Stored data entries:
-------------------------

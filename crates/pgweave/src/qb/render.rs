//! SQL rendering for the query IR.
//!
//! Parameter indices are computed while rendering, never by re-parsing the
//! finished statement: every clause pushes its values onto one growing
//! vector and interpolates the resulting 1-based index. Nested subqueries
//! render standalone (their own `$1..$k` sequence) and are then rebased by
//! the caller's current parameter count, which keeps the final placeholder
//! sequence contiguous at any nesting depth.

use crate::error::{WeaveError, WeaveResult};
use crate::ident::{quote_column, quote_expr, quote_ident};
use crate::qb::builder::{
    ConflictAction, Connector, JoinKind, Operation, Predicate, PredicateOp, QueryBuilder,
    Returning, Source,
};
use crate::soft_delete::SoftDeleteScope;
use crate::value::Value;

impl QueryBuilder {
    /// Render the accumulated query to `(sql, params)` without executing.
    pub fn to_sql_params(&self) -> WeaveResult<(String, Vec<Value>)> {
        self.validate()?;
        let mut params = Vec::new();
        let sql = match &self.op {
            Operation::Select => self.render_select(&mut params, false)?,
            Operation::Insert(rows) => self.render_insert(rows, &mut params)?,
            Operation::Update(assignments) => self.render_update(assignments, &mut params)?,
            Operation::Delete => self.render_delete(&mut params)?,
        };
        Ok((sql, params))
    }

    /// Render the `SELECT COUNT(*)` companion query: same source, joins,
    /// filters and overlay; everything else dropped.
    pub(crate) fn to_count_sql_params(&self) -> WeaveResult<(String, Vec<Value>)> {
        self.validate()?;
        let mut params = Vec::new();
        let sql = self.render_select(&mut params, true)?;
        Ok((sql, params))
    }

    fn validate(&self) -> WeaveResult<()> {
        if let Some(e) = &self.error {
            return Err(e.clone());
        }
        let is_select = matches!(self.op, Operation::Select);
        let is_insert = matches!(self.op, Operation::Insert(_));
        if self.on_conflict.is_some() && !is_insert {
            return Err(WeaveError::configuration(
                "ON CONFLICT is only meaningful for INSERT",
            ));
        }
        if !is_select && !self.joins.is_empty() {
            return Err(WeaveError::configuration(
                "JOIN cannot be combined with INSERT, UPDATE or DELETE",
            ));
        }
        if let Some(conflict) = &self.on_conflict {
            if let ConflictAction::DoUpdate(assignments) = &conflict.action {
                if assignments.is_empty() {
                    return Err(WeaveError::configuration(
                        "ON CONFLICT DO UPDATE requires at least one assignment",
                    ));
                }
            }
        }
        Ok(())
    }

    // ==================== SELECT ====================

    fn render_select(&self, params: &mut Vec<Value>, count: bool) -> WeaveResult<String> {
        let projection = if count {
            "COUNT(*)".to_string()
        } else if self.projection.is_empty() {
            "*".to_string()
        } else {
            self.projection
                .iter()
                .map(|c| quote_expr(c))
                .collect::<Vec<_>>()
                .join(", ")
        };

        let mut sql = format!("SELECT {projection} FROM {}", self.render_source(params)?);
        sql.push_str(&self.render_joins());
        sql.push_str(&self.render_where(params, true)?);

        if count {
            return Ok(sql);
        }

        if !self.group_by.is_empty() {
            sql.push_str(" GROUP BY ");
            sql.push_str(
                &self
                    .group_by
                    .iter()
                    .map(|c| quote_expr(c))
                    .collect::<Vec<_>>()
                    .join(", "),
            );
        }

        if !self.having.is_empty() {
            let mut fragments = Vec::with_capacity(self.having.len());
            for clause in &self.having {
                fragments.push(shift_placeholders(&clause.fragment, params.len()));
                params.extend(clause.values.iter().cloned());
            }
            sql.push_str(" HAVING ");
            sql.push_str(&fragments.join(" AND "));
        }

        if !self.order_by.is_empty() {
            let parts = self
                .order_by
                .iter()
                .map(|(col, order)| format!("{} {}", quote_expr(col), order_sql(*order)))
                .collect::<Vec<_>>();
            sql.push_str(" ORDER BY ");
            sql.push_str(&parts.join(", "));
        }

        if let Some(limit) = self.limit {
            sql.push_str(&format!(" LIMIT {limit}"));
        }
        if let Some(offset) = self.offset {
            sql.push_str(&format!(" OFFSET {offset}"));
        }

        Ok(sql)
    }

    fn render_source(&self, params: &mut Vec<Value>) -> WeaveResult<String> {
        match &self.source {
            Source::Table(table) => Ok(quote_ident(table)),
            Source::Subquery { inner, alias } => {
                let (inner_sql, inner_params) = inner.to_sql_params()?;
                let shifted = shift_placeholders(&inner_sql, params.len());
                params.extend(inner_params);
                Ok(format!("({shifted}) AS {}", quote_ident(alias)))
            }
        }
    }

    fn render_joins(&self) -> String {
        let mut out = String::new();
        for join in &self.joins {
            out.push_str(&format!(
                " {} {} ON {} {} {}",
                join_sql(join.kind),
                quote_ident(&join.table),
                quote_column(&join.left),
                join.op,
                quote_column(&join.right),
            ));
        }
        out
    }

    // ==================== WHERE ====================

    /// Render the WHERE clause (with leading space), or an empty string.
    ///
    /// When `overlay` is set the soft-delete predicate is appended as a
    /// final AND in a render-time pass, so the filter API stays orthogonal
    /// to the overlay and `count()`/`first()` share it for free.
    fn render_where(&self, params: &mut Vec<Value>, overlay: bool) -> WeaveResult<String> {
        let mut parts = Vec::with_capacity(self.predicates.len() + 1);
        for predicate in &self.predicates {
            parts.push((predicate.connector, self.render_predicate(predicate, params)?));
        }
        if overlay {
            if let Some(injected) = self.overlay_predicate() {
                parts.push((injected.connector, self.render_predicate(&injected, params)?));
            }
        }

        if parts.is_empty() {
            return Ok(String::new());
        }

        let mut sql = String::from(" WHERE ");
        for (i, (connector, fragment)) in parts.iter().enumerate() {
            if i > 0 {
                sql.push_str(match connector {
                    Connector::And => " AND ",
                    Connector::Or => " OR ",
                });
            }
            sql.push_str(fragment);
        }
        Ok(sql)
    }

    /// The soft-delete predicate for this builder's scope, if any.
    fn overlay_predicate(&self) -> Option<Predicate> {
        let Source::Table(table) = &self.source else {
            return None;
        };
        let overlay = self.overlay.as_ref()?;
        if !overlay.covers(table) {
            return None;
        }
        let op = match self.scope {
            SoftDeleteScope::Default => PredicateOp::IsNull,
            SoftDeleteScope::OnlyTrashed => PredicateOp::IsNotNull,
            SoftDeleteScope::IncludeAll => return None,
        };
        Some(Predicate {
            connector: Connector::And,
            column: overlay.column_name().to_string(),
            op,
        })
    }

    fn render_predicate(
        &self,
        predicate: &Predicate,
        params: &mut Vec<Value>,
    ) -> WeaveResult<String> {
        let column = quote_column(&predicate.column);
        Ok(match &predicate.op {
            PredicateOp::Cmp { op, value } => {
                let idx = push_param(params, value.clone());
                format!("{column} {op} ${idx}")
            }
            PredicateOp::IsNull => format!("{column} IS NULL"),
            PredicateOp::IsNotNull => format!("{column} IS NOT NULL"),
            PredicateOp::In { values, negated } => {
                let placeholders = values
                    .iter()
                    .map(|v| format!("${}", push_param(params, v.clone())))
                    .collect::<Vec<_>>()
                    .join(", ");
                let op = if *negated { "NOT IN" } else { "IN" };
                format!("{column} {op} ({placeholders})")
            }
            PredicateOp::Between { lo, hi } => {
                let lo_idx = push_param(params, lo.clone());
                let hi_idx = push_param(params, hi.clone());
                format!("{column} BETWEEN ${lo_idx} AND ${hi_idx}")
            }
            PredicateOp::InSubquery(inner) => {
                let (inner_sql, inner_params) = inner.to_sql_params()?;
                let shifted = shift_placeholders(&inner_sql, params.len());
                params.extend(inner_params);
                format!("{column} IN ({shifted})")
            }
            PredicateOp::ConstFalse => "1=0".to_string(),
            PredicateOp::ConstTrue => "1=1".to_string(),
        })
    }

    // ==================== Mutations ====================

    fn mutation_table(&self, op: &str) -> WeaveResult<String> {
        match &self.source {
            Source::Table(table) => Ok(quote_ident(table)),
            Source::Subquery { .. } => Err(WeaveError::configuration(format!(
                "{op} requires a base table, not a subquery source"
            ))),
        }
    }

    fn render_insert(
        &self,
        rows: &[Vec<(String, Value)>],
        params: &mut Vec<Value>,
    ) -> WeaveResult<String> {
        let table = self.mutation_table("INSERT")?;

        // Columns come from the first row; later rows are looked up by name.
        let columns: Vec<&str> = rows[0].iter().map(|(c, _)| c.as_str()).collect();
        let column_list = columns
            .iter()
            .map(|c| quote_column(c))
            .collect::<Vec<_>>()
            .join(", ");

        let mut tuples = Vec::with_capacity(rows.len());
        for row in rows {
            let placeholders = columns
                .iter()
                .map(|col| {
                    let value = row
                        .iter()
                        .find(|(c, _)| c == col)
                        .map(|(_, v)| v.clone())
                        .unwrap_or(Value::Null);
                    format!("${}", push_param(params, value))
                })
                .collect::<Vec<_>>()
                .join(", ");
            tuples.push(format!("({placeholders})"));
        }

        let mut sql = format!(
            "INSERT INTO {table} ({column_list}) VALUES {}",
            tuples.join(", ")
        );

        if let Some(conflict) = &self.on_conflict {
            let targets = conflict
                .columns
                .iter()
                .map(|c| quote_column(c))
                .collect::<Vec<_>>()
                .join(", ");
            sql.push_str(&format!(" ON CONFLICT ({targets})"));
            match &conflict.action {
                ConflictAction::DoNothing => sql.push_str(" DO NOTHING"),
                ConflictAction::DoUpdate(assignments) => {
                    sql.push_str(" DO UPDATE SET ");
                    sql.push_str(&render_assignments(assignments, params));
                }
            }
        }

        sql.push_str(&self.render_returning());
        Ok(sql)
    }

    fn render_update(
        &self,
        assignments: &[(String, Value)],
        params: &mut Vec<Value>,
    ) -> WeaveResult<String> {
        let table = self.mutation_table("UPDATE")?;
        let mut sql = format!("UPDATE {table} SET {}", render_assignments(assignments, params));
        sql.push_str(&self.render_where(params, true)?);
        sql.push_str(&self.render_returning());
        Ok(sql)
    }

    fn render_delete(&self, params: &mut Vec<Value>) -> WeaveResult<String> {
        let table = self.mutation_table("DELETE")?;
        // Hard delete: the soft-delete overlay is deliberately not applied.
        let mut sql = format!("DELETE FROM {table}");
        sql.push_str(&self.render_where(params, false)?);
        sql.push_str(&self.render_returning());
        Ok(sql)
    }

    fn render_returning(&self) -> String {
        match &self.returning {
            Returning::Default => " RETURNING *".to_string(),
            Returning::Suppressed => String::new(),
            Returning::Columns(columns) => format!(
                " RETURNING {}",
                columns
                    .iter()
                    .map(|c| quote_column(c))
                    .collect::<Vec<_>>()
                    .join(", ")
            ),
        }
    }
}

fn render_assignments(assignments: &[(String, Value)], params: &mut Vec<Value>) -> String {
    assignments
        .iter()
        .map(|(column, value)| {
            let idx = push_param(params, value.clone());
            format!("{} = ${idx}", quote_column(column))
        })
        .collect::<Vec<_>>()
        .join(", ")
}

fn push_param(params: &mut Vec<Value>, value: Value) -> usize {
    params.push(value);
    params.len()
}

fn order_sql(order: super::Order) -> &'static str {
    match order {
        super::Order::Asc => "ASC",
        super::Order::Desc => "DESC",
    }
}

fn join_sql(kind: JoinKind) -> &'static str {
    match kind {
        JoinKind::Inner => "INNER JOIN",
        JoinKind::Left => "LEFT JOIN",
        JoinKind::Right => "RIGHT JOIN",
        JoinKind::Full => "FULL OUTER JOIN",
    }
}

/// Rewrite every `$n` placeholder to `$(n + offset)`.
///
/// With offset 3, `$1 AND $2` becomes `$4 AND $5`. This is the rebasing
/// step for subqueries and raw HAVING fragments, whose placeholders are
/// numbered from `$1` in isolation.
pub(crate) fn shift_placeholders(sql: &str, offset: usize) -> String {
    if offset == 0 {
        return sql.to_string();
    }

    let mut result = String::with_capacity(sql.len());
    let mut chars = sql.chars().peekable();

    while let Some(ch) = chars.next() {
        if ch == '$' {
            let mut digits = String::new();
            while let Some(&next) = chars.peek() {
                if next.is_ascii_digit() {
                    digits.push(next);
                    chars.next();
                } else {
                    break;
                }
            }
            result.push('$');
            match digits.parse::<usize>() {
                Ok(n) => result.push_str(&(n + offset).to_string()),
                Err(_) => result.push_str(&digits),
            }
        } else {
            result.push(ch);
        }
    }

    result
}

-------------------------

[Task directions] After locating the line that contains "then rebased by", please copy exactly every line from the start of the records through it, and nothing else.

[Exercise response]
filename crates/pgweave/src/qb/render.rs
//! SQL rendering for the query IR.
//!
//! Parameter indices are computed while rendering, never by re-parsing the
//! finished statement: every clause pushes its values onto one growing
//! vector and interpolates the resulting 1-based index. Nested subqueries
//! render standalone (their own `$1..$k` sequence) and are then rebased by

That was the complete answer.